Final answer:
If the VDJh rearrangement is non-productive in B cell development, the B cell can try on the second allele; if both fail, the cell undergoes apoptosis. Successful rearrangements lead to a diverse antibody repertoire by splicing various V, D, and J segments. Non-productive rearrangements impede B cell maturation and can lead to immunodeficiency disorders.
Step-by-step explanation:
When there is a non-productive VDJh rearrangement in B cell development, meaning the rearrangement does not lead to the expression of a functional pre-B Cell Receptor (pre-BCR), the cell usually gets a second chance. B lymphocytes have two alleles for the heavy chain locus, giving them two opportunities to generate a productive rearrangement. If the first rearrangement is non-productive, the B cell can attempt rearrangement on the second allele. However, if both attempts fail to produce a functional pre-BCR, the cell is typically eliminated by a process known as apoptosis.
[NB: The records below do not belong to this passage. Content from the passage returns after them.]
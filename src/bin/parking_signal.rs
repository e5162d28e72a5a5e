//! Parking lot occupancy signal.
//!
//! Subscribes to vehicle detector events, keeps the lot count, drives the
//! three-color signal, republishes the total and serves the dashboard.
//!
//! # Run
//!
//! ```bash
//! MQTT_BROKER=mosquitto-broker WEB_PASSWORD=changeme \
//!     RUST_LOG=parking_signal=debug cargo run --bin parking_signal
//! ```
//!
//! See `parking_signal::config` for every environment variable.

use std::sync::Arc;

use anyhow::Context;
use tokio::task::JoinError;
use tokio_util::sync::CancellationToken;
use tracing::{error, info};
use tracing_subscriber::EnvFilter;

use parking_signal::hal::LogLights;
use parking_signal::services::{
    connection_channel, run_server_with_state, AppState, EventRouter, MqttHandle,
    PeriodicAnnouncer, ReconnectSupervisor, RumqttTransport, SharedOccupancy, WebServerConfig,
};
use parking_signal::sinks::{ActuatorSink, OccupancySink, RepublishSink, ViewerHub};
use parking_signal::{Config, Occupancy, Publisher};

#[tokio::main]
async fn main() -> anyhow::Result<()> {
    tracing_subscriber::fmt()
        .with_env_filter(
            EnvFilter::try_from_default_env().unwrap_or_else(|_| EnvFilter::new("info")),
        )
        .init();

    // =========================================================================
    // Configuration
    // =========================================================================
    let config = Config::from_env().context("invalid configuration")?;
    info!(
        broker = %config.mqtt.host,
        port = config.mqtt.port,
        events = %config.topics.events,
        total = %config.topics.total,
        "starting parking signal"
    );

    let shutdown = CancellationToken::new();

    // =========================================================================
    // Transport
    // =========================================================================
    let (state_tx, monitor) = connection_channel();
    let (transport, client) = RumqttTransport::new(&config.mqtt);
    let publisher: Arc<dyn Publisher> =
        Arc::new(MqttHandle::new(client, monitor, shutdown.clone()));

    // =========================================================================
    // Occupancy + sinks
    // =========================================================================
    let sinks: Vec<Box<dyn OccupancySink>> = vec![
        Box::new(ActuatorSink::new(LogLights::new())),
        Box::new(RepublishSink::new(
            Arc::clone(&publisher),
            config.topics.total.as_str(),
        )),
    ];
    let occupancy = Arc::new(SharedOccupancy::new(
        Occupancy::new(config.signal.thresholds()),
        sinks,
        ViewerHub::default(),
    ));

    // =========================================================================
    // Services
    // =========================================================================
    let router = Arc::new(EventRouter::new(
        Arc::clone(&occupancy),
        config.topics.events.as_str(),
        config.topics.commands.as_str(),
    ));
    let supervisor = config.topics.subscriptions().into_iter().fold(
        ReconnectSupervisor::new(
            transport,
            &config.reconnect,
            router,
            state_tx,
            shutdown.clone(),
        ),
        |supervisor, topic| supervisor.subscribe(topic),
    );
    let supervisor_task = tokio::spawn(supervisor.run());

    let announcer = PeriodicAnnouncer::new(
        Arc::clone(&occupancy),
        Arc::clone(&publisher),
        config.topics.total.as_str(),
        config.signal.announce_interval(),
    );
    let announcer_task = tokio::spawn(announcer.run(shutdown.clone()));

    let app_state = AppState::new(
        Arc::clone(&occupancy),
        Arc::clone(&publisher),
        config.topics.commands.as_str(),
        &config.web.secret,
    );
    let mut web_task = tokio::spawn(run_server_with_state(
        app_state,
        WebServerConfig::from_config(&config.web),
        shutdown.clone(),
    ));

    // =========================================================================
    // Shutdown
    // =========================================================================
    let web_result = tokio::select! {
        signal = tokio::signal::ctrl_c() => {
            signal.context("failed to listen for ctrl-c")?;
            info!("shutting down");
            None
        }
        result = &mut web_task => Some(result),
    };

    shutdown.cancel();
    occupancy.shutdown();

    report_task("announcer", announcer_task.await);
    report_task("supervisor", supervisor_task.await);
    let web_result = match web_result {
        Some(result) => result,
        None => web_task.await,
    };
    match web_result {
        Ok(Err(e)) => error!(error = %e, "dashboard server failed"),
        Err(e) => error!(error = %e, "dashboard task panicked"),
        Ok(Ok(())) => {}
    }

    info!("stopped");
    Ok(())
}

/// Log a background task that did not finish cleanly. Returns whether it did.
fn report_task(task: &str, result: Result<(), JoinError>) -> bool {
    match result {
        Ok(()) => true,
        Err(e) => {
            error!(task, error = %e, "task panicked");
            false
        }
    }
}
This mechanism ensures that only B cells with the potential to produce functional receptors are selected for further maturation and eventual participation in the immune response.During the VDJ recombination process, DNA recombinase splices different V (Variable), D (Diversity), and J (Joining) segments together to create the variable region of the BCR heavy chain, and V and J segments for the light chain. This diversity allows for the generation of BCRs with unique antigen-binding sites, providing the foundation for the vast diversity of the antibody repertoire. Without a functional pre-BCR, the B cell will not proceed to the next stage of development, which could lead to conditions like X-linked agammaglobulinemia (XLA), where the maturation of B cells is halted due to the absence of Bruton tyrosine kinase (Btk), and patients become susceptible to recurrent infections.